The High Court is to review the government’s decision to grant deepwater drilling licenses for areas to the west of Shetland.
It follows claims by environmental group Greenpeace that energy minister Chris Huhne failed to carry out an “appropriate assessment” of the risks of deepwater drilling in UK waters after the Deepwater Horizon disaster which killed 11 workers and caused a huge oil spill in the Gulf of Mexico.
In October last year the government granted 144 exploration licences, although 45 licences covering 99 blocks were held back for further environmental studies. Oil industry body Oil and Gas UK said in a report this week that new discoveries particularly west of Shetland would slow the rate of decline in UK oil and gas production.
At the High Court in London Mr Justice Ousely said: “I have considerable doubts about the arguability of a number of the points, but all the issues will have to be properly resolved and that will require full argument and consideration of the sort that can only be undertaken at a full hearing however described.”
The department of energy and climate change (DECC) has been given 35 days to prepare its response, after which a hearing date will be set.

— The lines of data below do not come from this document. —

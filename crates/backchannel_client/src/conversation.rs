//! Chat history replayed into every chat request.

use crate::messages::{ChatTurn, Role};

/// Append-only, chronologically ordered list of chat turns.
#[derive(Debug, Clone, Default, PartialEq, Eq)]
pub struct ConversationState {
    turns: Vec<ChatTurn>,
}

impl ConversationState {
    pub fn new() -> Self {
        Self::default()
    }

    pub fn append_user(&mut self, text: impl Into<String>) {
        self.turns.push(ChatTurn::user(text));
    }

    pub fn append_assistant(&mut self, text: impl Into<String>) {
        self.turns.push(ChatTurn::assistant(text));
    }

    /// The stored turns in order, ready for the `messages` field.
    pub fn to_request_turns(&self) -> Vec<ChatTurn> {
        self.turns.clone()
    }

    pub fn turns(&self) -> &[ChatTurn] {
        &self.turns
    }

    pub fn last_role(&self) -> Option<Role> {
        self.turns.last().map(|t| t.role)
    }

    pub fn len(&self) -> usize {
        self.turns.len()
    }

    pub fn is_empty(&self) -> bool {
        self.turns.is_empty()
    }
}

#[cfg(test)]
mod tests {
    use super::*;

    #[test]
    fn request_turns_preserve_append_order() {
        let mut conversation = ConversationState::new();
        conversation.append_user("hi");
        conversation.append_assistant("hello");
        conversation.append_user("how are you");

        assert_eq!(
            conversation.to_request_turns(),
            vec![
                ChatTurn::user("hi"),
                ChatTurn::assistant("hello"),
                ChatTurn::user("how are you"),
            ]
        );
        assert_eq!(conversation.last_role(), Some(Role::User));
    }

    #[test]
    fn empty_conversation_projects_to_no_turns() {
        let conversation = ConversationState::new();
        assert!(conversation.is_empty());
        assert!(conversation.to_request_turns().is_empty());
        assert_eq!(conversation.last_role(), None);
    }
}
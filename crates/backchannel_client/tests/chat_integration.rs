//! Integration tests for the chat screen against a real in-process HTTP server.

use std::sync::Arc;
use std::time::Duration;

use backchannel_client::{
    ChatOutcome, ChatScreen, ChatTurn, ClientSettings, QueryClient, TranscriptEntry,
    CHAT_FAILURE_MESSAGE,
};
use serde_json::json;
use wiremock::matchers::{body_partial_json, method, path};
use wiremock::{Mock, MockServer, ResponseTemplate};

fn screen(server: &MockServer) -> ChatScreen {
    let settings = ClientSettings::new(
        format!("{}/api/query", server.uri()),
        format!("{}/api/chat", server.uri()),
    )
    .with_chat_context("test preamble");
    ChatScreen::new(QueryClient::new(settings).expect("client should build"))
}

async fn chat_bodies(server: &MockServer) -> Vec<serde_json::Value> {
    server
        .received_requests()
        .await
        .expect("request recording is enabled")
        .iter()
        .map(|r| r.body_json::<serde_json::Value>().unwrap())
        .collect()
}

#[tokio::test]
async fn reply_is_appended_after_user_turn() {
    let server = MockServer::start().await;
    Mock::given(method("POST"))
        .and(path("/api/chat"))
        .respond_with(ResponseTemplate::new(200).set_body_json(json!({ "response": "hello" })))
        .expect(1)
        .mount(&server)
        .await;

    let screen = screen(&server);
    assert_eq!(screen.send("hi").await, ChatOutcome::Replied("hello".into()));

    assert_eq!(
        screen.conversation().to_request_turns(),
        vec![ChatTurn::user("hi"), ChatTurn::assistant("hello")]
    );
    assert_eq!(
        screen.transcript(),
        vec![
            TranscriptEntry::User("hi".into()),
            TranscriptEntry::Assistant("hello".into())
        ]
    );
    assert!(!screen.is_loading());
}

#[tokio::test]
async fn each_request_replays_the_whole_conversation() {
    let server = MockServer::start().await;
    Mock::given(method("POST"))
        .and(path("/api/chat"))
        .respond_with(ResponseTemplate::new(200).set_body_json(json!({ "response": "hello" })))
        .mount(&server)
        .await;

    let screen = screen(&server);
    screen.set_deep_analysis(true);
    screen.set_use_search(true);
    screen.send("hi").await;
    screen.send("how are you").await;

    let bodies = chat_bodies(&server).await;
    assert_eq!(bodies.len(), 2);
    assert_eq!(
        bodies[1],
        json!({
            "messages": [
                { "role": "user", "content": "hi" },
                { "role": "assistant", "content": "hello" },
                { "role": "user", "content": "how are you" }
            ],
            "context": "test preamble",
            "deep_analysis": true,
            "use_search": true
        })
    );
}

#[tokio::test]
async fn failure_shows_error_entry_without_touching_conversation() {
    let server = MockServer::start().await;
    Mock::given(method("POST"))
        .respond_with(ResponseTemplate::new(503))
        .mount(&server)
        .await;

    let screen = screen(&server);
    let outcome = screen.send("anyone there?").await;

    assert_eq!(
        outcome,
        ChatOutcome::Failed {
            message: CHAT_FAILURE_MESSAGE.to_string()
        }
    );
    assert!(screen.conversation().is_empty());
    assert_eq!(
        screen.transcript(),
        vec![
            TranscriptEntry::User("anyone there?".into()),
            TranscriptEntry::Error(CHAT_FAILURE_MESSAGE.into())
        ]
    );
}

#[tokio::test]
async fn resend_after_failure_does_not_duplicate_user_turn() {
    let server = MockServer::start().await;
    Mock::given(method("POST"))
        .respond_with(ResponseTemplate::new(500))
        .up_to_n_times(1)
        .with_priority(1)
        .mount(&server)
        .await;
    Mock::given(method("POST"))
        .respond_with(ResponseTemplate::new(200).set_body_json(json!({ "response": "here" })))
        .mount(&server)
        .await;

    let screen = screen(&server);
    assert!(matches!(screen.send("ping").await, ChatOutcome::Failed { .. }));
    assert_eq!(screen.send("ping").await, ChatOutcome::Replied("here".into()));

    let bodies = chat_bodies(&server).await;
    assert_eq!(
        bodies[1]["messages"],
        json!([{ "role": "user", "content": "ping" }])
    );
    assert_eq!(screen.conversation().len(), 2);
}

#[tokio::test]
async fn blank_message_is_dropped() {
    let server = MockServer::start().await;
    Mock::given(method("POST"))
        .respond_with(ResponseTemplate::new(200).set_body_json(json!({ "response": "x" })))
        .expect(0)
        .mount(&server)
        .await;

    let screen = screen(&server);
    assert_eq!(screen.send("  ").await, ChatOutcome::Ignored);
    assert!(screen.transcript().is_empty());
}

#[tokio::test]
async fn newer_message_supersedes_slow_reply() {
    let server = MockServer::start().await;
    Mock::given(method("POST"))
        .and(body_partial_json(
            json!({ "messages": [{ "role": "user", "content": "slow" }] }),
        ))
        .respond_with(
            ResponseTemplate::new(200)
                .set_body_json(json!({ "response": "stale" }))
                .set_delay(Duration::from_millis(500)),
        )
        .mount(&server)
        .await;
    Mock::given(method("POST"))
        .and(body_partial_json(
            json!({ "messages": [{ "role": "user", "content": "fast" }] }),
        ))
        .respond_with(ResponseTemplate::new(200).set_body_json(json!({ "response": "fresh" })))
        .mount(&server)
        .await;

    let screen = Arc::new(screen(&server));
    let slow = {
        let screen = Arc::clone(&screen);
        tokio::spawn(async move { screen.send("slow").await })
    };
    tokio::time::sleep(Duration::from_millis(100)).await;
    assert_eq!(screen.pending().as_deref(), Some("slow"));

    assert_eq!(screen.send("fast").await, ChatOutcome::Replied("fresh".into()));
    assert_eq!(slow.await.unwrap(), ChatOutcome::Superseded);

    tokio::time::sleep(Duration::from_millis(600)).await;
    assert_eq!(
        screen.conversation().to_request_turns(),
        vec![ChatTurn::user("fast"), ChatTurn::assistant("fresh")]
    );
    assert!(screen.pending().is_none());
}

Greenpeace sought the court hearing in November last year after trying to prevent oil giant Chevron from drilling in the Lagavulin field west of Shetland by attaching a pod to the ship Stena Carron at the back of Bressay. Chevron subsequently secured a court order barring the direct action.
John Sauven, Greenpeace’s chief executive, said: “The BP spill was a game-changer, highlighting the very real risks of dangerous deep sea drilling for both important wildlife and the economy.”
In a statement Scottish Green Party MSP Patrick Harvie said: “This is a significant decision. The UK government granted these licenses even before the investigations into BP’s Gulf of Mexico disaster had finished.
“Since then even some of those already given licenses to drill in deep waters off Shetland have admitted that they are not prepared for a similar disaster in Scottish waters. The courts will now hear the case, and I hope they send Chris Huhne back to the drawing board.
“Events in Libya and the subsequent spike in oil prices have illustrated again how over-dependent our economy is on oil. Rather than take unjustifiable risks exploring for yet more reserves in even harsher environments, we should be moving urgently to clean energy sources for transport, heat and power. Neither our economy nor our environment can afford to stick with business-as-usual.”